O macarrão é um dos alimentos que mais se modernizou na culinária. Até pouco tempo atrás, era sinônimo daquela massa cozida até quase desmanchar, colocada em um pirex com um molho feito à base de extrato de tomates, toda coberto com bastante queijo ralado e levada ao forno (para cozinhar ainda mais!). Delícia com gosto de almoço de domingo em família. A evolução foi muito rápida na própria qualidade do produto e também dos acompanhamentos.

O macarrão feito de farinha de trigo e água é o mais barato e comum. Existe o de sêmola, uma farinha de trigo especial para deixá-lo mais claro. Pode ser feito com ou sem ovos. Temos também a massa caseira ou fresca, que é mais porosa.
O de melhor qualidade sempre tem no pacote a palavra Durum, ou Grano Duro. O Durum é um tipo de farinha de trigo especial produzida somente em climas frios que deixa o macarrão naturalmente ao dente, soltinho e com a textura consistente. É ilusão achar que italiano come massa fresca no dia-a-dia, eles comem é da seca. O que varia são os molhos, de acordo com as regiões, as estações do ano e o bolso de cada um.

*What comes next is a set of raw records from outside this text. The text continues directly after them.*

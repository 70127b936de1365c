//! Access-gated sharing: the full life of a wrapped-key set, from
//! "information withheld" through group membership to `share -fix`, plus
//! the `read:all`-versus-encryption constraint.

mod common;

use upspin_client::Sharer;
use upspin_core::entry::Packing;
use upspin_core::{Kind, PathName};
use upspin_pack::Packer as _;

const WORLD: &str = "share-gate";

#[tokio::test]
async fn share_fix_grants_group_readers() {
    let ann = common::new_user("ann@example.com", WORLD, 1).await;
    let kelly = common::new_user("kelly@example.com", WORLD, 2).await;

    ann.mkdir(&"ann@example.com/".into()).await.unwrap();
    ann.mkdir(&"ann@example.com/Group".into()).await.unwrap();
    ann.mkdir(&"ann@example.com/Friends".into()).await.unwrap();
    ann.mkdir(&"ann@example.com/Friends/Photo".into()).await.unwrap();
    ann.put(
        &"ann@example.com/Friends/Photo/friends.jpg".into(),
        b"jpeg for friends",
    )
    .await
    .unwrap();
    ann.put(&"ann@example.com/Group/friends".into(), b"bob@example.com\n")
        .await
        .unwrap();
    ann.put(
        &"ann@example.com/Friends/Access".into(),
        b"r,l: friends\n*: ann@example.com\n",
    )
    .await
    .unwrap();

    let photo = PathName::from("ann@example.com/Friends/Photo/friends.jpg");

    // Kelly is not in the group: existence itself is withheld.
    let err = kelly.get(&photo).await.unwrap_err();
    assert!(err.is(Kind::Private), "got {err}");
    assert!(err.to_string().contains("information withheld"));

    // Adding kelly to the group grants directory access, but the file's
    // data key was never wrapped for her.
    ann.put(
        &"ann@example.com/Group/friends".into(),
        b"bob@example.com kelly@example.com\n",
    )
    .await
    .unwrap();
    let err = kelly.get(&photo).await.unwrap_err();
    assert!(err.is(Kind::CannotDecrypt), "got {err}");
    assert!(err.to_string().contains("no wrapped key for user"));

    // share -fix -r rewraps for exactly the reader set.
    let mut sharer = Sharer::new(ann.clone());
    sharer.fix = true;
    sharer.recursive = true;
    let report = sharer.share(&["ann@example.com/Friends".into()]).await;
    assert!(report.ok(), "share errors: {:?}", report.errors);
    assert!(report.repacked.contains(&photo));

    assert_eq!(kelly.get(&photo).await.unwrap(), b"jpeg for friends");

    // Reader-set closure: the wrapped hashes equal the Access readers
    // (owner, bob, kelly) that have keys. Bob has no key record, so the
    // set is ann and kelly.
    let entry = ann.lookup(&photo, true).await.unwrap();
    let packer = upspin_pack::lookup(Packing::Ee);
    let mut hashes = packer.reader_hashes(&entry.packdata).unwrap();
    hashes.sort();
    let mut want = vec![
        ann.factotum().public_key().key_hash(),
        kelly.factotum().public_key().key_hash(),
    ];
    want.sort();
    assert_eq!(hashes, want);

    // A second run has nothing to do.
    let report = sharer.share(&["ann@example.com/Friends".into()]).await;
    assert!(report.ok());
    assert!(report.repacked.is_empty());
}

#[tokio::test]
async fn deeper_access_files_shadow_and_grants_do_not_revoke() {
    const W: &str = "share-shadow";
    let ann = common::new_user("ann@example.com", W, 1).await;
    let kelly = common::new_user("kelly@example.com", W, 2).await;

    ann.mkdir(&"ann@example.com/".into()).await.unwrap();
    ann.mkdir(&"ann@example.com/a".into()).await.unwrap();
    ann.mkdir(&"ann@example.com/a/b".into()).await.unwrap();
    ann.put_packed(
        &"ann@example.com/a/b/f".into(),
        b"inner",
        Packing::EeIntegrity,
    )
    .await
    .unwrap();
    ann.put(
        &"ann@example.com/a/b/Access".into(),
        b"r,l: kelly@example.com\n*: ann@example.com\n",
    )
    .await
    .unwrap();

    // The deeper Access file governs b; kelly reads despite the parent
    // granting her nothing.
    let inner = PathName::from("ann@example.com/a/b/f");
    assert_eq!(kelly.get(&inner).await.unwrap(), b"inner");
    let governing = ann.which_access(&inner).await.unwrap().unwrap();
    assert_eq!(governing.name.as_str(), "ann@example.com/a/b/Access");

    // Granting a new right on the parent directory revokes nothing below.
    ann.put(
        &"ann@example.com/a/Access".into(),
        b"r: zed@other.org\n*: ann@example.com\n",
    )
    .await
    .unwrap();
    assert_eq!(kelly.get(&inner).await.unwrap(), b"inner");
}

#[tokio::test]
async fn read_all_refused_on_encrypted_directory() {
    let ann = common::new_user("ann@example.com", "share-readall", 1).await;
    ann.mkdir(&"ann@example.com/".into()).await.unwrap();
    ann.mkdir(&"ann@example.com/BadPublic".into()).await.unwrap();
    ann.put(&"ann@example.com/BadPublic/secret".into(), b"encrypted")
        .await
        .unwrap();

    let err = ann
        .put(
            &"ann@example.com/BadPublic/Access".into(),
            b"r,l: all\n*: ann@example.com\n",
        )
        .await
        .unwrap_err();
    assert!(err.is(Kind::Invalid), "got {err}");
    assert!(err.to_string().contains("cannot add \"read:all\""));

    // After repacking the contents with eeintegrity the grant is legal.
    let content = ann.get(&"ann@example.com/BadPublic/secret".into()).await.unwrap();
    ann.put_packed(
        &"ann@example.com/BadPublic/secret".into(),
        &content,
        Packing::EeIntegrity,
    )
    .await
    .unwrap();
    ann.put(
        &"ann@example.com/BadPublic/Access".into(),
        b"r,l: all\n*: ann@example.com\n",
    )
    .await
    .unwrap();

    // Now any user can read the integrity-packed file.
    let zed = common::new_user("zed@other.org", "share-readall", 3).await;
    assert_eq!(
        zed.get(&"ann@example.com/BadPublic/secret".into())
            .await
            .unwrap(),
        b"encrypted"
    );
}

#[tokio::test]
async fn unencrypt_for_all_rewrites_in_the_clear() {
    let ann = common::new_user("ann@example.com", "share-unenc", 1).await;
    ann.mkdir(&"ann@example.com/".into()).await.unwrap();
    ann.mkdir(&"ann@example.com/Pub".into()).await.unwrap();
    ann.put(&"ann@example.com/Pub/doc".into(), b"was secret").await.unwrap();
    // The Access file arrives while the directory still holds encrypted
    // content; write it below instead, after clearing the conflict, to
    // exercise the share path rather than the put-time check.
    let doc = PathName::from("ann@example.com/Pub/doc");

    // Without -unencryptforall the engine only warns.
    // (Access granting read:all cannot be written yet; simulate the
    // conflicted state by rewriting doc as ee after the Access file.)
    ann.put_packed(&doc, b"was secret", Packing::EeIntegrity).await.unwrap();
    ann.put(
        &"ann@example.com/Pub/Access".into(),
        b"r: all\n*: ann@example.com\n",
    )
    .await
    .unwrap();
    ann.put_packed(&doc, b"was secret", Packing::Ee).await.unwrap();

    let mut sharer = Sharer::new(ann.clone());
    sharer.fix = true;
    sharer.recursive = true;
    let report = sharer.share(&["ann@example.com/Pub".into()]).await;
    assert!(report.ok());
    assert!(report.unencrypted.is_empty());
    assert!(
        report.warnings.iter().any(|w| w.contains("read:all")
            || w.contains("unencryptforall")),
        "warnings: {:?}",
        report.warnings
    );

    sharer.unencrypt_for_all = true;
    let report = sharer.share(&["ann@example.com/Pub".into()]).await;
    assert!(report.ok(), "errors: {:?}", report.errors);
    assert_eq!(report.unencrypted, vec![doc.clone()]);

    let entry = ann.lookup(&doc, true).await.unwrap();
    assert_eq!(entry.packing, Packing::EeIntegrity);
    let zed = common::new_user("zed@other.org", "share-unenc", 4).await;
    assert_eq!(zed.get(&doc).await.unwrap(), b"was secret");
}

Existe uma regra básica que dita o seguinte: para molhos encorpados deve-se usar massa mais grossa, e para os mais leves, massas mais finas. O critério é individual, o importante é que o macarrão seja de boa qualidade, senão não existe molho que salve.

Um dos ingredientes principais é um bom azeite, extra-virgem se possível. Basta uma massa de qualidade, cozida ao dente, regada com azeite e servida bem quente. Já o queijo, o parmesão italiano é o companheiro ideal para acompanhar massas e risotos. Uma das receitas mais famosas do mundo é o Fettuccine Alfredo, criada por um restaurante em Roma.
O molho é feito com bastante creme de leite e manteiga. Conta-se que quando o cliente era muito importante, o tal Alfredo servia o prato com talheres de ouro. Já o Puttanesca é a combinação de quatro ingredientes: alcaparra, alho, anchova e azeitona. Feito rapidamente, segundo contam, foi criado em um bordel da Renascença quando as moças trabalhavam muito e tinham pouco tempo para cozinhar e comer, daí a necessidade da rapidez no preparo.

Cozinhar é um dos segredos. A massa fresca dura por volta de 24 horas e leva menos tempo para cozinhar. Para a seca, coloque em água fervendo salgada 100 gramas de massa por pessoa. Para cada cem gramas de massa, conte um litro de água. Invista numa massa seca de melhor qualidade. A italianas são excepcionais, têm vida longa e são sempre um curinga na dispensa.